My pup is just about 6 months old and he has his big boy teeth....he is very mouthy. He doesn't bite but he tries to "guide" your hand. He does this when he want's to play. I said this in a previous post but it seems to work. I put a dab of peanut butter in my palm and teach the Lick Lick! command. You can do this using a clicker. I still do it with my pup when he gets mouthy. Id rather he accidentally lick someone that scare them with a little grab. Just my .02


----------



## LucyD (Nov 20, 2008)

It's amazing how mouthy they are! Yesturday Lucy was attacking my grandmother!! It was funny I have to admit but my grandmother didint think so. I explained to her that she is only a puppy and that is how they play, at least for a while. It does hurt though, Lucy has been eating me alive lately! hehe


----------



## hmburg (May 27, 2008)

Newton started putting on his big teeth around 4 months. He was very very mouthy. I still remember the bruises and blood on my arms. The only thing that worked was saying "no bite!" and then "muzzle!" putting a muzzle on his nose. 
Now when he bites we just have to say "no bite" and if he insits we say "muzzle!" and he stops automatically.
We taught him "kiss" as well. When he bites, we say "kiss", so he licks instead.


----------



## MyCodyBoy (Sep 27, 2008)

Cody is just getting his adult teeth now, I think he has his 4 front ones a few others.
We have tought him "no mouth" and he usualy 90% of the time closes his mouth and doesn't nip at us. If he does we say "game over" and walk away from him. he totaly gets it and ends up pouting.
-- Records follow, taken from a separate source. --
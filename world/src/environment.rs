//! Environment queries used by flags that validate against live state.
//!
//! The flag set never reaches for global state: a [`WorldEnvironment`] is
//! built once at startup and handed to [`WorldFlags::new`](crate::WorldFlags::new)
//! behind an [`Arc`](std::sync::Arc).

use tracing::debug;

use crate::config::GeneratorConfig;
use crate::error::EnvironmentError;

/// Opaque view of the hosting environment.
pub trait WorldEnvironment: Send + Sync {
    /// Names of the content generators that can currently be used.
    fn available_generators(&self) -> Result<Vec<String>, EnvironmentError>;

    /// Returns `true` if generator `name` accepts generator id `id`.
    ///
    /// An empty `id` means "no id given".
    fn has_generator(&self, name: &str, id: &str) -> Result<bool, EnvironmentError>;
}

/// Fixed generator catalog, typically loaded from an
/// [`EnvironmentConfig`](crate::EnvironmentConfig).
///
/// Generator names match case-insensitively. A generator without declared
/// ids accepts any id; otherwise the id must be empty or one of the
/// declared ids.
///
/// # Examples
///
/// ```
/// use command_flags_world::{StaticEnvironment, WorldEnvironment};
///
/// let env = StaticEnvironment::default()
///     .with_generator("TerrainControl", &[])
///     .with_generator("CleanroomGenerator", &["flat", "void"]);
///
/// assert!(env.has_generator("terraincontrol", "anything").unwrap());
/// assert!(env.has_generator("CleanroomGenerator", "void").unwrap());
/// assert!(!env.has_generator("CleanroomGenerator", "ocean").unwrap());
/// assert!(!env.has_generator("Missing", "").unwrap());
/// ```
#[derive(Debug, Clone, Default)]
pub struct StaticEnvironment {
    generators: Vec<GeneratorConfig>,
}

impl StaticEnvironment {
    /// Creates an environment from generator entries.
    pub fn new(generators: Vec<GeneratorConfig>) -> Self {
        Self { generators }
    }

    /// Adds a generator.
    pub fn with_generator(mut self, name: &str, ids: &[&str]) -> Self {
        self.generators.push(GeneratorConfig {
            name: name.to_string(),
            ids: ids.iter().map(|id| id.to_string()).collect(),
        });
        self
    }
}

impl WorldEnvironment for StaticEnvironment {
    fn available_generators(&self) -> Result<Vec<String>, EnvironmentError> {
        Ok(self.generators.iter().map(|g| g.name.clone()).collect())
    }

    fn has_generator(&self, name: &str, id: &str) -> Result<bool, EnvironmentError> {
        let Some(generator) = self
            .generators
            .iter()
            .find(|g| g.name.eq_ignore_ascii_case(name))
        else {
            debug!(generator = name, "Generator not found");
            return Ok(false);
        };

        Ok(id.is_empty() || generator.ids.is_empty() || generator.ids.iter().any(|known| known == id))
    }
}

/// An environment that cannot be queried.
///
/// Useful when a command runs before the host has finished loading its
/// generators: generator values are rejected and suggestions are empty.
#[derive(Debug, Clone)]
pub struct UnavailableEnvironment {
    reason: String,
}

impl UnavailableEnvironment {
    /// Creates an environment that fails every query with `reason`.
    pub fn new(reason: impl Into<String>) -> Self {
        Self {
            reason: reason.into(),
        }
    }
}

impl WorldEnvironment for UnavailableEnvironment {
    fn available_generators(&self) -> Result<Vec<String>, EnvironmentError> {
        Err(EnvironmentError::Unavailable(self.reason.clone()))
    }

    fn has_generator(&self, name: &str, _id: &str) -> Result<bool, EnvironmentError> {
        Err(EnvironmentError::LookupFailed {
            generator: name.to_string(),
            reason: self.reason.clone(),
        })
    }
}

#[cfg(test)]
mod tests {
    use super::*;

    #[test]
    fn test_static_environment_lists_generators_in_order() {
        let env = StaticEnvironment::default()
            .with_generator("b", &[])
            .with_generator("a", &[]);
        assert_eq!(env.available_generators().unwrap(), vec!["b", "a"]);
    }

    #[test]
    fn test_empty_id_always_matches_known_generator() {
        let env = StaticEnvironment::default().with_generator("Cleanroom", &["flat"]);
        assert!(env.has_generator("cleanroom", "").unwrap());
    }

    #[test]
    fn test_unavailable_environment_fails_every_query() {
        let env = UnavailableEnvironment::new("plugins not loaded");
        assert_eq!(
            env.available_generators(),
            Err(EnvironmentError::Unavailable("plugins not loaded".to_string()))
        );
        assert!(matches!(
            env.has_generator("x", ""),
            Err(EnvironmentError::LookupFailed { .. })
        ));
    }
}
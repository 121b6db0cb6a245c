//! Typed command-flag parsing, validation and completion.
//!
//! This crate is the reusable machinery behind named command modifiers such
//! as `--seed 123 --type flat`:
//!
//! - [`FlagSpec`]: immutable descriptor holding the name, primary token, aliases and
//!   [`PresenceClass`].
//! - [`FlagBehavior`]: per-flag capability interface supplying value
//!   parsing, the zero-argument fallback, suggestions and the default value.
//! - [`Flag`]: typed handle combining the two.
//! - [`FlagRegistry`]: case-insensitive token lookup, built once through a
//!   [`RegistryBuilder`] and shared read-only afterwards.
//! - [`FlagParser`]: walks a token stream and produces a
//!   [`FlagParseResult`] of typed values, [`ParseError`]s and leftover
//!   tokens.
//!
//! Splitting raw text into tokens, dispatching commands and deciding what
//! to do with errors or leftover tokens are the caller's business.
//!
//! # Example
//!
//! ```
//! use command_flags_core::*;
//!
//! struct Structures;
//!
//! impl FlagBehavior<bool> for Structures {
//!     fn parse(&self, input: &str) -> Result<bool, FlagParseFailed> {
//!         Ok(input.eq_ignore_ascii_case("true"))
//!     }
//!     fn suggest(&self) -> Vec<String> {
//!         vec!["true".into(), "false".into()]
//!     }
//!     fn default_value(&self) -> Option<bool> {
//!         Some(true)
//!     }
//! }
//!
//! let structures = Flag::required("GenerateStructures", "--structures", Structures)
//!     .with_aliases(["-a"]);
//!
//! let mut builder = FlagRegistry::builder();
//! builder.register(&structures).unwrap();
//! let registry = builder.build();
//!
//! let result = registry.parse(&["-a", "false"]);
//! assert_eq!(result.get(&structures), Some(&false));
//!
//! let result = registry.parse::<&str>(&[]);
//! assert_eq!(result.get(&structures), None);
//! assert_eq!(result.get_or_default(&structures), Some(true));
//! ```

mod complete;
mod flag;
mod parser;
mod registry;
mod result;
mod types;
mod validate;

pub use flag::{Flag, FlagBehavior, FlagParseFailed};
pub use parser::FlagParser;
pub use registry::{FlagRegistry, RegistryBuilder, RegistryError};
pub use result::{ErrorReport, FlagParseResult, ParseError, ParseErrorKind, ParseReport};
pub use types::{FLAG_MARKER, FlagId, FlagSpec, FlagValue, PresenceClass};
pub use validate::{ValidationError, looks_like_flag, validate_spec};
//! Error types for the world flag set.

use thiserror::Error;

/// Failure of an environment query.
///
/// Flags never surface these directly: value parsing folds them into a
/// [`FlagParseFailed`](command_flags_core::FlagParseFailed) and suggestions
/// degrade to an empty list.
#[derive(Debug, Clone, PartialEq, Eq, Error)]
pub enum EnvironmentError {
    /// The environment cannot be queried right now.
    #[error("environment unavailable: {0}")]
    Unavailable(String),
    /// Looking up a specific generator failed.
    #[error("generator lookup failed for '{generator}': {reason}")]
    LookupFailed {
        /// Generator name as requested.
        generator: String,
        /// Why the lookup failed.
        reason: String,
    },
}

/// Errors loading or saving an environment config.
#[derive(Debug, Error)]
pub enum ConfigError {
    /// File I/O failure.
    #[error("I/O error: {0}")]
    IoError(#[from] std::io::Error),

    /// YAML parsing or serialization failure.
    #[error("YAML error: {0}")]
    YamlError(#[from] serde_yaml::Error),

    /// Structurally valid YAML with invalid content.
    #[error("invalid config: {0}")]
    InvalidConfig(String),
}

/// Convenience alias for results with [`ConfigError`].
pub type Result<T> = std::result::Result<T, ConfigError>;
//! Value types bound by the world flag set.

use std::fmt;

/// Terrain preset for a new world.
#[derive(Debug, Clone, Copy, PartialEq, Eq, Hash)]
pub enum WorldType {
    /// Default terrain.
    Normal,
    /// Superflat terrain.
    Flat,
    /// Default terrain with enlarged biomes.
    LargeBiomes,
    /// Exaggerated terrain heights.
    Amplified,
}

impl WorldType {
    /// Every world type, in declaration order.
    pub const ALL: [WorldType; 4] = [
        WorldType::Normal,
        WorldType::Flat,
        WorldType::LargeBiomes,
        WorldType::Amplified,
    ];

    /// Constant-style name, e.g. `LARGE_BIOMES`.
    pub fn as_str(self) -> &'static str {
        match self {
            Self::Normal => "NORMAL",
            Self::Flat => "FLAT",
            Self::LargeBiomes => "LARGE_BIOMES",
            Self::Amplified => "AMPLIFIED",
        }
    }

    /// Looks up a world type by its constant-style name, ignoring case.
    pub fn from_name(name: &str) -> Option<Self> {
        Self::ALL
            .into_iter()
            .find(|kind| kind.as_str().eq_ignore_ascii_case(name))
    }
}

impl fmt::Display for WorldType {
    fn fmt(&self, f: &mut fmt::Formatter<'_>) -> fmt::Result {
        f.write_str(self.as_str())
    }
}

/// Service a debug dump is uploaded to.
#[derive(Debug, Clone, Copy, PartialEq, Eq, Hash)]
pub enum PasteServiceType {
    /// Do not upload.
    None,
    /// paste.gg, used when `--paste` has no value.
    PasteGg,
    /// pastebin.com.
    Pastebin,
    /// hastebin.com.
    Hastebin,
    /// A GitHub gist.
    GitHub,
}

impl PasteServiceType {
    /// Every paste service, `None` included.
    pub const ALL: [PasteServiceType; 5] = [
        PasteServiceType::None,
        PasteServiceType::PasteGg,
        PasteServiceType::Pastebin,
        PasteServiceType::Hastebin,
        PasteServiceType::GitHub,
    ];

    /// Lower-case name as typed on the command line.
    pub fn as_str(self) -> &'static str {
        match self {
            Self::None => "none",
            Self::PasteGg => "pastegg",
            Self::Pastebin => "pastebin",
            Self::Hastebin => "hastebin",
            Self::GitHub => "github",
        }
    }

    /// Looks up a paste service by name, ignoring case.
    pub fn from_name(name: &str) -> Option<Self> {
        Self::ALL
            .into_iter()
            .find(|service| service.as_str().eq_ignore_ascii_case(name))
    }
}

impl fmt::Display for PasteServiceType {
    fn fmt(&self, f: &mut fmt::Formatter<'_>) -> fmt::Result {
        f.write_str(self.as_str())
    }
}

#[cfg(test)]
mod tests {
    use super::*;

    #[test]
    fn test_world_type_from_name_ignores_case() {
        assert_eq!(WorldType::from_name("large_biomes"), Some(WorldType::LargeBiomes));
        assert_eq!(WorldType::from_name("Flat"), Some(WorldType::Flat));
        assert_eq!(WorldType::from_name("largebiomes"), None);
    }

    #[test]
    fn test_paste_service_round_trips_name() {
        for service in PasteServiceType::ALL {
            assert_eq!(PasteServiceType::from_name(service.as_str()), Some(service));
        }
        assert_eq!(PasteServiceType::from_name("GitHub"), Some(PasteServiceType::GitHub));
    }
}
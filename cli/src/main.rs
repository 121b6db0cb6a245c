use std::path::{Path, PathBuf};
use std::sync::Arc;

use clap::{Args, Parser, Subcommand};
use command_flags_core::{FlagRegistry, FlagSpec, ParseReport};
use command_flags_world::{DebugFlags, EnvironmentConfig, RegenFlags, WorldFlags};
use serde::Serialize;
use tracing::debug;
use tracing_subscriber::EnvFilter;

/// Output format for reports and listings.
#[derive(Debug, Clone, Copy, clap::ValueEnum)]
enum CliOutputFormat {
    Json,
    Yaml,
    Text,
}

/// Flag set to parse against.
#[derive(Debug, Clone, Copy, clap::ValueEnum)]
enum CliFlagSet {
    /// World creation: --seed, --type, --gen, --structures, --dont-adjust-spawn.
    Create,
    /// World regeneration: --seed with an optional value.
    Regen,
    /// Debug dump: --paste, --include-plugin-list.
    Debug,
}

#[derive(Debug, Parser)]
#[command(name = "flag-parse")]
#[command(about = "Parse and complete typed command flags")]
struct Cli {
    /// Environment config (YAML) listing available generators.
    #[arg(long)]
    config: Option<PathBuf>,
    /// Flag set to use.
    #[arg(long, default_value = "create")]
    set: CliFlagSet,
    /// Output format.
    #[arg(long, default_value = "json")]
    format: CliOutputFormat,
    /// Log debug output to stderr (overridden by RUST_LOG).
    #[arg(long, short)]
    verbose: bool,
    #[command(subcommand)]
    command: Command,
}

#[derive(Debug, Subcommand)]
enum Command {
    /// Parse tokens into flag values. Pass flag tokens after `--`.
    Parse(ParseArgs),
    /// Print completion candidates for the next token.
    Complete(CompleteArgs),
    /// List the flags of the selected set.
    List,
}

#[derive(Debug, Args)]
struct ParseArgs {
    /// Tokens to parse, already split.
    tokens: Vec<String>,
}

#[derive(Debug, Args)]
struct CompleteArgs {
    /// The token being typed (may be empty or start with '-').
    #[arg(long, default_value = "", allow_hyphen_values = true)]
    partial: String,
    /// Complete tokens before the cursor.
    tokens: Vec<String>,
}

#[derive(Debug, Serialize)]
struct FlagListing<'a> {
    #[serde(flatten)]
    spec: &'a FlagSpec,
    suggestions: Vec<String>,
}

/// Exit code when the input parsed but some flags were rejected.
const EXIT_PARSE_ERRORS: i32 = 2;

fn main() {
    let cli = Cli::parse();
    init_tracing(cli.verbose);

    let result = load_registry(cli.set, cli.config.as_deref()).and_then(|registry| {
        match cli.command {
            Command::Parse(args) => run_parse(&registry, args, cli.format),
            Command::Complete(args) => run_complete(&registry, args, cli.format).map(|()| true),
            Command::List => run_list(&registry, cli.format).map(|()| true),
        }
    });

    match result {
        Ok(true) => {}
        Ok(false) => std::process::exit(EXIT_PARSE_ERRORS),
        Err(err) => {
            eprintln!("error: {err}");
            std::process::exit(1);
        }
    }
}

fn init_tracing(verbose: bool) {
    let default_level = if verbose { "debug" } else { "warn" };
    let filter =
        EnvFilter::try_from_default_env().unwrap_or_else(|_| EnvFilter::new(default_level));
    tracing_subscriber::fmt()
        .with_env_filter(filter)
        .with_writer(std::io::stderr)
        .init();
}

fn load_registry(set: CliFlagSet, config: Option<&Path>) -> Result<FlagRegistry, String> {
    let config = match config {
        Some(path) => EnvironmentConfig::load(path)
            .map_err(|e| format!("failed to load config {}: {e}", path.display()))?,
        None => EnvironmentConfig::default(),
    };
    debug!(set = ?set, generators = config.generators.len(), "Building flag registry");

    let registry = match set {
        CliFlagSet::Create => WorldFlags::new(Arc::new(config.environment())).registry(),
        CliFlagSet::Regen => RegenFlags::new().registry(),
        CliFlagSet::Debug => DebugFlags::new().registry(),
    };
    registry.map_err(|e| format!("failed to register flags: {e}"))
}

/// Returns `Ok(false)` when some flags failed to parse.
fn run_parse(
    registry: &FlagRegistry,
    args: ParseArgs,
    format: CliOutputFormat,
) -> Result<bool, String> {
    let result = registry.parse(&args.tokens);
    let report = result.report();

    let rendered = match format {
        CliOutputFormat::Text => format_report_text(&report),
        _ => serialize(&report, format)?,
    };
    print!("{rendered}");

    Ok(result.is_ok())
}

fn run_complete(
    registry: &FlagRegistry,
    args: CompleteArgs,
    format: CliOutputFormat,
) -> Result<(), String> {
    let candidates = registry.complete(&args.tokens, &args.partial);

    let rendered = match format {
        CliOutputFormat::Text => candidates
            .iter()
            .map(|candidate| format!("{candidate}\n"))
            .collect(),
        _ => serialize(&candidates, format)?,
    };
    print!("{rendered}");
    Ok(())
}

fn run_list(registry: &FlagRegistry, format: CliOutputFormat) -> Result<(), String> {
    let listings: Vec<FlagListing<'_>> = registry
        .flags()
        .map(|spec| FlagListing {
            spec,
            suggestions: registry.suggest(&spec.token),
        })
        .collect();

    let rendered = match format {
        CliOutputFormat::Text => format_listing_text(&listings),
        _ => serialize(&listings, format)?,
    };
    print!("{rendered}");
    Ok(())
}

fn serialize<T: Serialize>(value: &T, format: CliOutputFormat) -> Result<String, String> {
    match format {
        CliOutputFormat::Json => serde_json::to_string_pretty(value)
            .map(|json| json + "\n")
            .map_err(|e| format!("JSON serialization failed: {e}")),
        CliOutputFormat::Yaml => {
            serde_yaml::to_string(value).map_err(|e| format!("YAML serialization failed: {e}"))
        }
        CliOutputFormat::Text => Err("text output is not serialized".to_string()),
    }
}

fn format_report_text(report: &ParseReport) -> String {
    let mut out = String::new();
    for (flag, value) in &report.values {
        out.push_str(&format!("{flag} = {value}\n"));
    }
    for err in &report.errors {
        out.push_str(&format!("error: {}: {}\n", err.token, err.message));
    }
    if !report.remaining.is_empty() {
        out.push_str(&format!("remaining: {}\n", report.remaining.join(" ")));
    }
    out
}

fn format_listing_text(listings: &[FlagListing<'_>]) -> String {
    let mut out = String::new();
    for listing in listings {
        let spec = listing.spec;
        out.push_str(&format!(
            "{:<24} {:<9} {}\n",
            spec.tokens().collect::<Vec<_>>().join(", "),
            spec.presence.to_string(),
            spec.name
        ));
    }
    out
}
I bought the Puppy whisperer and it has very good suggestions on how to get your puppy to not nip.
We have small children so the nipping had to be delt with a.s.a.p. and Cody realy hardly ever opens his mouth to the kids.
But funy enough he nibbled on my daughters ear this afternoon. She wasn't hurt, just suprised that he would even do such a thing, lol


----------



## MyCodyBoy (Sep 27, 2008)

hmburg said:


> Newton started putting on his big teeth around 4 months. He was very very mouthy. I still remember the bruises and blood on my arms. The only thing that worked was saying "no bite!" and then "muzzle!" putting a muzzle on his nose.
> Now when he bites we just have to say "no bite" and if he insits we say "muzzle!" and he stops automatically.
> We taught him "kiss" as well. When he bites, we say "kiss", so he licks instead.


The kiss command works VERY well.


----------



## fostermom (Sep 6, 2007)

They start losing the puppy teeth around 4 months old. The problem for me is, they start losing that wonderful puppy breath and puppy smell at the same time!


----------



## Lola212 (Nov 21, 2011)

MyCodyBoy said:


> The kiss command works VERY well.


How do you teach the "kiss command"? I would be forever grateful if someone would teach me lol

: )


----------